# Asset Allocation Plan



## DuckConference (Sep 20, 2009)

I've been working on an asset allocation plan for some money I'm planning on investing, so I'd thought I'd share it with this forum:

The overall asset allocation I'm looking at is 65% equity and 35% bonds. This is heavy on bonds for someone my age, but the money is necessarily just for retirement, since there's a real possibility some or most of it could be used for a downpayment on property in the next 5-10 years. I'm also taking into account Graham's advice to stay within a 25-75 range for each section. At this point I'm not looking at other investment types; REITs don't really interest me and the Canadian equity portion gives me lots of exposure to general commodities. Cash isn't included as a percentage allocation, since I'll be holding a fixed amount with any excess used to purchase more assets at rebalancing times.

Speaking of rebalancing, the general rebalancing strategy is to do so 1-2 times per year, with an additional rebalance triggered if an asset is over 50% overweight, although I may still change this.

Specific Allocation (All Percentages of Total):

General Equity - 60%
20% XIC - iShares CDN Composite Index Fund (I like the greater breadth of XIC, but XIU has much better volume/liquidity and a slightly lower MER, so I'm not sure)
20% VTI - Vanguard Total Stock Market ETF (Broad US market exposure and rock-bottom MER. I've been convinced that hedging the CAD/USD exchange rate isn't worthwhile over the long term)
20% VEA - Vanguard Europe Pacific ETF (Since the exchange rate exposure is to a basket of currencies, buying one of the funds hedged to USD doesn't make much sense)

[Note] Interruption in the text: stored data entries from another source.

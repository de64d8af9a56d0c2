use sensor::{IdleSource, ObservationSource};
use std::time::Duration;
use tokio::sync::mpsc;

#[tokio::test]
async fn idle_emits_empty_frames() {
    let (tx, mut rx) = mpsc::channel(2);
    let mut idle = IdleSource::new(Duration::from_millis(5));
    let handle = tokio::spawn(async move { idle.run(tx).await; });
    assert_eq!(rx.recv().await, Some(None));
    assert_eq!(rx.recv().await, Some(None));
    drop(rx);
    // the source notices the closed channel and returns
    tokio::time::timeout(Duration::from_secs(1), handle)
        .await
        .unwrap()
        .unwrap();
}
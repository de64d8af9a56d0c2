use async_trait::async_trait;
use std::path::Path;
use tokio::{
    sync::mpsc,
    time::{self, Duration},
};
use tracing::{debug, info};
use tracker::FaceObservation;

use crate::{Frame, ObservationSource, SourceError};

/// Replays a fixed list of frames at a steady rate.
///
/// Scripts are JSON lines: each line is either `null` (no face) or an object
/// like `{"center_offset": 0.3, "apparent_width": 0.1}`. Blank lines and
/// lines starting with `#` are ignored.
///
/// # Examples
/// ```
/// use sensor::ScriptedSource;
/// use std::time::Duration;
/// let script = "# approach\n{\"center_offset\":0.0,\"apparent_width\":0.1}\nnull\n";
/// let source = ScriptedSource::parse(script, Duration::from_millis(33)).unwrap();
/// assert_eq!(source.frames().len(), 2);
/// assert!(source.frames()[1].is_none());
/// ```
pub struct ScriptedSource {
    frames: Vec<Frame>,
    interval: Duration,
}

impl ScriptedSource {
    /// Create a source from frames already in memory.
    pub fn new(frames: Vec<Frame>, interval: Duration) -> Self {
        Self { frames, interval }
    }

    /// Parse a JSON-lines script.
    pub fn parse(script: &str, interval: Duration) -> Result<Self, SourceError> {
        let mut frames = Vec::new();
        for (idx, raw) in script.lines().enumerate() {
            let line = raw.trim();
            if line.is_empty() || line.starts_with('#') {
                continue;
            }
            let frame: Option<FaceObservation> =
                serde_json::from_str(line).map_err(|source| SourceError::Parse {
                    line: idx + 1,
                    source,
                })?;
            frames.push(frame);
        }
        Ok(Self::new(frames, interval))
    }

    /// Read and parse a script file.
    pub async fn load(path: impl AsRef<Path>, interval: Duration) -> Result<Self, SourceError> {
        let path = path.as_ref();
        let script = tokio::fs::read_to_string(path).await?;
        let source = Self::parse(&script, interval)?;
        info!(path = %path.display(), frames = source.frames.len(), "loaded frame script");
        Ok(source)
    }

    pub fn frames(&self) -> &[Frame] {
        &self.frames
    }
}

#[async_trait]
impl ObservationSource for ScriptedSource {
    async fn run(&mut self, tx: mpsc::Sender<Frame>) {
        let mut ticker = time::interval(self.interval);
        for frame in self.frames.drain(..) {
            ticker.tick().await;
            debug!(?frame, "replaying frame");
            if tx.send(frame).await.is_err() {
                break;
            }
        }
    }
}
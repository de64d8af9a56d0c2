use async_trait::async_trait;
use tokio::sync::mpsc;
use tracker::FaceObservation;

/// Detector result for one processed frame; `None` when no face was found.
pub type Frame = Option<FaceObservation>;

/// Trait implemented by everything that produces [`Frame`]s.
#[async_trait]
pub trait ObservationSource: Send {
    /// Stream frames to `tx` until the source is exhausted or the receiver
    /// goes away.
    async fn run(&mut self, tx: mpsc::Sender<Frame>);
}
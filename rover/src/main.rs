use clap::Parser;
use rover::{
    DEFAULT_LOG_LEVEL, Driver, EventBus, LoggingActuator, Overrides, check_timing, init_logging,
    load_config,
};
use sensor::{ObservationSource, ScriptedSource};
use std::{path::PathBuf, sync::Arc, time::Duration};
use tracing::info;
use tracker::TrackingController;

#[derive(Parser)]
#[command(author, version, about)]
/// Replay a face-observation script through the tracking controller.
struct Cli {
    /// JSON-lines frame script to replay
    #[arg(long)]
    script: PathBuf,
    /// Optional JSON file with tracker thresholds
    #[arg(long, env = "ROVER_CONFIG")]
    config: Option<PathBuf>,
    /// Frame period in milliseconds
    #[arg(long, default_value_t = 33)]
    interval_ms: u64,
    /// Wait for a frame before treating the tick as empty
    #[arg(long, default_value_t = 500)]
    frame_timeout_ms: u64,
    /// Log level when RUST_LOG is unset
    #[arg(long, env = "ROVER_LOG_LEVEL", default_value = DEFAULT_LOG_LEVEL)]
    log_level: String,
    #[command(flatten)]
    overrides: Overrides,
}

#[tokio::main(flavor = "multi_thread")]
async fn main() -> anyhow::Result<()> {
    dotenvy::dotenv().ok();
    let cli = Cli::parse();

    let (bus, frames) = EventBus::new();
    init_logging(&cli.log_level, bus.log_sender())?;

    let interval = Duration::from_millis(cli.interval_ms);
    let frame_timeout = Duration::from_millis(cli.frame_timeout_ms);
    check_timing(interval, frame_timeout)?;

    let config = load_config(cli.config.as_deref(), &cli.overrides).await?;
    let mut controller = TrackingController::new(config, Arc::new(LoggingActuator));
    controller.add_listener(Arc::new(bus.listener()));
    let driver = Driver::new(controller, frame_timeout);

    let stop = driver.stop_handle();
    tokio::spawn(async move {
        if tokio::signal::ctrl_c().await.is_ok() {
            stop.request_stop();
        }
    });

    let mut events = bus.subscribe_tracking();
    tokio::spawn(async move {
        while let Ok(event) = events.recv().await {
            info!(event = %serde_json::to_string(&event).unwrap_or_default(), "tracking");
        }
    });

    let mut source = ScriptedSource::load(&cli.script, interval).await?;
    let tx = bus.frame_sender();
    tokio::spawn(async move {
        source.run(tx).await;
    });
    // the frame queue closes once the source finishes
    drop(bus);

    let summary = driver.run(frames).await?;
    println!(
        "ticks={} timeouts={} acquired={} lost={}",
        summary.ticks, summary.timeouts, summary.acquisitions, summary.losses
    );
    Ok(())
}
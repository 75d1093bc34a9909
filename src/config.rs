//! Configuration Module
//!
//! Loads memoization settings from environment variables.

use std::env;

use tracing::warn;

use crate::error::{MemoError, Result};
use crate::memo::DEFAULT_CAPACITY;

/// Environment variable holding the cache capacity.
pub const CAPACITY_ENV: &str = "MEMO_CACHE_CAPACITY";

/// Memoization cache configuration.
#[derive(Debug, Clone, PartialEq, Eq)]
pub struct MemoConfig {
    /// Maximum number of distinct keys a cache retains
    pub capacity: usize,
}

impl MemoConfig {
    /// Creates a config with an explicit capacity.
    pub fn new(capacity: usize) -> Self {
        Self { capacity }
    }

    /// Creates a new MemoConfig by loading values from environment variables.
    ///
    /// # Environment Variables
    /// - `MEMO_CACHE_CAPACITY` - Maximum cached keys (default: 1024)
    ///
    /// Unparseable or zero values fall back to the default.
    pub fn from_env() -> Self {
        Self::from_lookup(|name| env::var(name).ok())
    }

    /// Same as [`MemoConfig::from_env`] with a custom variable source.
    pub fn from_lookup<F>(lookup: F) -> Self
    where
        F: Fn(&str) -> Option<String>,
    {
        let capacity = match lookup(CAPACITY_ENV) {
            None => DEFAULT_CAPACITY,
            Some(raw) => match raw.trim().parse::<usize>() {
                Ok(value) if value > 0 => value,
                _ => {
                    warn!(
                        "Ignoring invalid {}={:?}, using default {}",
                        CAPACITY_ENV, raw, DEFAULT_CAPACITY
                    );
                    DEFAULT_CAPACITY
                }
            },
        };

        Self { capacity }
    }

    /// Checks that the configuration can back a cache.
    pub fn validate(&self) -> Result<()> {
        if self.capacity == 0 {
            return Err(MemoError::InvalidConfig(
                "capacity must be a positive integer".to_string(),
            ));
        }
        Ok(())
    }
}

impl Default for MemoConfig {
    fn default() -> Self {
        Self {
            capacity: DEFAULT_CAPACITY,
        }
    }
}
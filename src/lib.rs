//! Memo Guard - call wrappers for memoization and stack realignment
//!
//! Provides a bounded LRU memoization cache with compute-once semantics and
//! guards that restore a value stack to its entry depth after a call.

pub mod config;
pub mod error;
pub mod memo;
pub mod stack;

pub use config::MemoConfig;
pub use error::{MemoError, Result};
pub use memo::{MemoCache, MemoKey, MemoStats, Memoized, OperationId};
pub use stack::{stacked, stacked_method, StackGuard, ThreadStackGuard, ValueStack};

Specific Equity - 5% (My commissions are low enough relative to assets that they shouldn't drag even these small allocations too much)
2.5% - BHI Baker Hughes
2.5% - SII Smith International
I decided to invest a small portion in oil field service companies. Originally I was planning on investing this portion in an oil commodity fund like USL, DBO, or USO, but the problems of contango/backwardation and possible rule changes in the futures market make them unsuitable for long-term investment. I found the integrated major producers either ethically (XOM, Chevron, etc.) or financially (ConocoPhilips) unappealing, but I found some good companies in the oil field service sector. BHI, BJS, and SII are all relatively solid value stocks with good long term potential; since BHI is buying BJS, likely by the end of this year, investing in both would be redundant.

Bonds - 35%
25% XSB - iShares CDN Short Bond Index Fund (Short bonds have lower volatility than longer duration bonds, which is an important attribute for the bond portion of the portfolio)
10% XRB - iShares CDN Real Return Bond Index Fund (Having some inflation-indexed bonds seems like a good idea)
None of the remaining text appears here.